Fault-tolerant algorithms for large and little models based on bit-flip error correction.

## Requirements

- Python >= 3.8
- torch
- tqdm

## Installation

Install PyTorch first:

https://pytorch.org/get-started/locally/

Then install this package:

pip install fault-tolerance

## Usage

### 1. Error Injection (`eject_error.py`)

The `eject_error.py` module is used to inject bit-flip errors into a model.

Main function:

- **inject_error_to_model**

Parameters:

- **model**: A model implemented using PyTorch.
- **error_rate**: Bit-flip error rate used during error injection. The default value is `1e-6`.
- **seed**
- **chunk_size**

This function injects random bit errors into model parameters to simulate hardware faults.

---

### 2. FRP Protection for Large Models (`frp_large_model.py`)
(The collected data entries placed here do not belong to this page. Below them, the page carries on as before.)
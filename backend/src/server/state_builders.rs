//! Builders wiring repository-backed services into the HTTP state.

use std::sync::Arc;

use actix_web::web;

use crate::domain::{
    AuthService, BoardService, HierarchyService, OrganizationService, VotingService,
};
use crate::inbound::http::state::{HttpState, HttpStatePorts};
use crate::outbound::persistence::{
    DbPool, DieselBoardRepository, DieselJoinParentRepository, DieselMembershipRepository,
    DieselOrganizationRepository, DieselPollRepository, DieselSessionRepository,
    DieselUserRepository, DieselVoteDraftRepository,
};
use crate::outbound::security::Argon2PasswordHasher;

use super::ServerConfig;

/// Build the HTTP state from configuration.
///
/// Uses database-backed services when a pool is available, otherwise fixture
/// ports so the HTTP surface stays reachable without a database.
pub(super) fn build_http_state(config: &ServerConfig) -> web::Data<HttpState> {
    match &config.db_pool {
        Some(pool) => web::Data::new(HttpState::new(build_database_ports(pool))),
        None => web::Data::new(HttpState::fixtures()),
    }
}

fn build_database_ports(pool: &DbPool) -> HttpStatePorts {
    let users = Arc::new(DieselUserRepository::new(pool.clone()));
    let sessions = Arc::new(DieselSessionRepository::new(pool.clone()));
    let orgs = Arc::new(DieselOrganizationRepository::new(pool.clone()));
    let memberships = Arc::new(DieselMembershipRepository::new(pool.clone()));
    let join_parent = Arc::new(DieselJoinParentRepository::new(pool.clone()));
    let boards = Arc::new(DieselBoardRepository::new(pool.clone()));
    let polls = Arc::new(DieselPollRepository::new(pool.clone()));
    let drafts = Arc::new(DieselVoteDraftRepository::new(pool.clone()));
    let hasher = Arc::new(Argon2PasswordHasher::new());

    let auth = Arc::new(AuthService::new(
        users.clone(),
        sessions,
        hasher.clone(),
        hasher,
    ));
    let organizations = Arc::new(OrganizationService::new(
        orgs.clone(),
        memberships,
        users.clone(),
    ));
    let hierarchy = Arc::new(HierarchyService::new(
        orgs.clone(),
        join_parent,
        users.clone(),
    ));
    let board = Arc::new(BoardService::new(orgs, boards, users));
    let voting = Arc::new(VotingService::new(polls, drafts));

    HttpStatePorts {
        register: auth.clone(),
        login: auth.clone(),
        logout: auth.clone(),
        authenticator: auth,
        organizations: organizations.clone(),
        memberships: organizations.clone(),
        pending_requests: organizations,
        hierarchy: hierarchy.clone(),
        hierarchy_query: hierarchy,
        boards: board.clone(),
        boards_query: board,
        voting,
    }
}
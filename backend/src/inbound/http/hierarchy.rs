//! Organization-hierarchy HTTP handlers.
//!
//! ```text
//! POST   /api/v1/organizations/{id}/join-parent
//! GET    /api/v1/organizations/{id}/join-parent/incoming
//! POST   /api/v1/join-parent/{id}
//! DELETE /api/v1/join-parent/{id}
//! ```

use actix_web::{HttpResponse, delete, get, post, web};
use serde::{Deserialize, Serialize};
use utoipa::ToSchema;

use crate::domain::ports::RequestJoinParentRequest;
use crate::domain::{Error, JoinParentRequest, JoinParentRequestId, OrganizationId};
use crate::inbound::http::ApiResult;
use crate::inbound::http::auth::current_user;
use crate::inbound::http::organizations::ReviewRequest;
use crate::inbound::http::session::SessionContext;
use crate::inbound::http::state::HttpState;
use crate::inbound::http::validation::missing_field_error;

/// Request body for `POST /api/v1/organizations/{id}/join-parent`.
#[derive(Debug, Deserialize, Serialize, ToSchema)]
#[serde(rename_all = "camelCase")]
pub struct JoinParentHttpRequest {
    pub parent_org_id: Option<OrganizationId>,
    pub message: Option<String>,
}

/// Join-parent request payload returned by the handlers.
#[derive(Debug, Serialize, ToSchema)]
#[serde(rename_all = "camelCase")]
pub struct JoinParentResponse {
    pub id: String,
    pub child_org_id: String,
    pub parent_org_id: String,
    pub requested_by: String,
    pub message: Option<String>,
    pub status: String,
    pub created_at: String,
    pub resolved_at: Option<String>,
    pub rejection_reason: Option<String>,
}

impl From<JoinParentRequest> for JoinParentResponse {
    fn from(request: JoinParentRequest) -> Self {
        Self {
            id: request.id().to_string(),
            child_org_id: request.child_org_id().to_string(),
            parent_org_id: request.parent_org_id().to_string(),
            requested_by: request.requested_by().to_string(),
            message: request.message().map(str::to_owned),
            status: request.status().as_str().to_owned(),
            created_at: request.created_at().to_rfc3339(),
            resolved_at: request.resolved_at().map(|at| at.to_rfc3339()),
            rejection_reason: request.rejection_reason().map(str::to_owned),
        }
    }
}

/// Ask to attach the organization under a proposed parent.
#[utoipa::path(
    post,
    path = "/api/v1/organizations/{id}/join-parent",
    params(("id" = String, Path, description = "Child organization id")),
    request_body = JoinParentHttpRequest,
    responses(
        (status = 201, description = "Request filed", body = JoinParentResponse),
        (status = 400, description = "Self-parent or descendant cycle", body = Error),
        (status = 401, description = "Unauthorised", body = Error),
        (status = 403, description = "Not an admin of the child", body = Error),
        (status = 409, description = "A request is already pending", body = Error)
    ),
    tags = ["hierarchy"],
    operation_id = "requestJoinParent"
)]
#[post("/organizations/{id}/join-parent")]
pub async fn request_join_parent(
    state: web::Data<HttpState>,
    session: SessionContext,
    path: web::Path<OrganizationId>,
    payload: web::Json<JoinParentHttpRequest>,
) -> ApiResult<HttpResponse> {
    let actor = current_user(&state, &session).await?;
    let body = payload.into_inner();
    let parent_org_id = body
        .parent_org_id
        .ok_or_else(|| missing_field_error("parentOrgId"))?;
    let message = body
        .message
        .map(|m| m.trim().to_owned())
        .filter(|m| !m.is_empty());
    let request = state
        .hierarchy
        .request_join_parent(RequestJoinParentRequest {
            child_org_id: path.into_inner(),
            parent_org_id,
            actor: *actor.id(),
            message,
        })
        .await?;
    Ok(HttpResponse::Created().json(JoinParentResponse::from(request)))
}

/// Pending requests naming the organization as the proposed parent.
#[utoipa::path(
    get,
    path = "/api/v1/organizations/{id}/join-parent/incoming",
    params(("id" = String, Path, description = "Parent organization id")),
    responses(
        (status = 200, description = "Incoming requests", body = [JoinParentResponse]),
        (status = 401, description = "Unauthorised", body = Error),
        (status = 403, description = "Not an admin", body = Error)
    ),
    tags = ["hierarchy"],
    operation_id = "listIncomingJoinParentRequests"
)]
#[get("/organizations/{id}/join-parent/incoming")]
pub async fn incoming_requests(
    state: web::Data<HttpState>,
    session: SessionContext,
    path: web::Path<OrganizationId>,
) -> ApiResult<web::Json<Vec<JoinParentResponse>>> {
    let actor = current_user(&state, &session).await?;
    let requests = state
        .hierarchy_query
        .incoming_requests(&path.into_inner(), actor.id())
        .await?;
    Ok(web::Json(
        requests.into_iter().map(JoinParentResponse::from).collect(),
    ))
}

/// Accept or reject a pending join-parent request from the parent side.
#[utoipa::path(
    post,
    path = "/api/v1/join-parent/{id}",
    params(("id" = String, Path, description = "Join-parent request id")),
    request_body = ReviewRequest,
    responses(
        (status = 200, description = "Request reviewed", body = JoinParentResponse),
        (status = 400, description = "Rejection without a reason", body = Error),
        (status = 401, description = "Unauthorised", body = Error),
        (status = 403, description = "Not an admin of the parent", body = Error),
        (status = 404, description = "Request not found", body = Error),
        (status = 409, description = "Request no longer pending", body = Error)
    ),
    tags = ["hierarchy"],
    operation_id = "reviewJoinParentRequest"
)]
#[post("/join-parent/{id}")]
pub async fn review_request(
    state: web::Data<HttpState>,
    session: SessionContext,
    path: web::Path<JoinParentRequestId>,
    payload: web::Json<ReviewRequest>,
) -> ApiResult<web::Json<JoinParentResponse>> {
    let actor = current_user(&state, &session).await?;
    let body = payload.into_inner();
    let request = state
        .hierarchy
        .handle_request(&path.into_inner(), actor.id(), body.action, body.reason)
        .await?;
    Ok(web::Json(JoinParentResponse::from(request)))
}

/// Withdraw a pending request from the child side.
#[utoipa::path(
    delete,
    path = "/api/v1/join-parent/{id}",
    params(("id" = String, Path, description = "Join-parent request id")),
    responses(
        (status = 204, description = "Request withdrawn"),
        (status = 401, description = "Unauthorised", body = Error),
        (status = 403, description = "Not an admin of the child", body = Error),
        (status = 404, description = "Request not found", body = Error),
        (status = 409, description = "Request no longer pending", body = Error)
    ),
    tags = ["hierarchy"],
    operation_id = "cancelJoinParentRequest"
)]
#[delete("/join-parent/{id}")]
pub async fn cancel_request(
    state: web::Data<HttpState>,
    session: SessionContext,
    path: web::Path<JoinParentRequestId>,
) -> ApiResult<HttpResponse> {
    let actor = current_user(&state, &session).await?;
    state
        .hierarchy
        .cancel_request(&path.into_inner(), actor.id())
        .await?;
    Ok(HttpResponse::NoContent().finish())
}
This module implements FRP-based protection for large models.

Main functions:

- **encode**

  Encodes model parameters using BCH codes. The encoding result is written **in-place** to the model parameters, where the 63-bit BCH codeword is stored using `int64`.

- **decode**

  Recovers the original `float32` parameters **in-place** from the BCH-encoded `int64` values stored in `param.data`.

---

### 3. FRP Protection for Small Models (`frp_little_model.py`)

This module provides the same FRP-based protection mechanism as `frp_large_model.py`, but is optimized for **smaller models**.

---

### 4. ZMORP Protection (`zmorp_large_model.py` and `zmorp_little_model.py`)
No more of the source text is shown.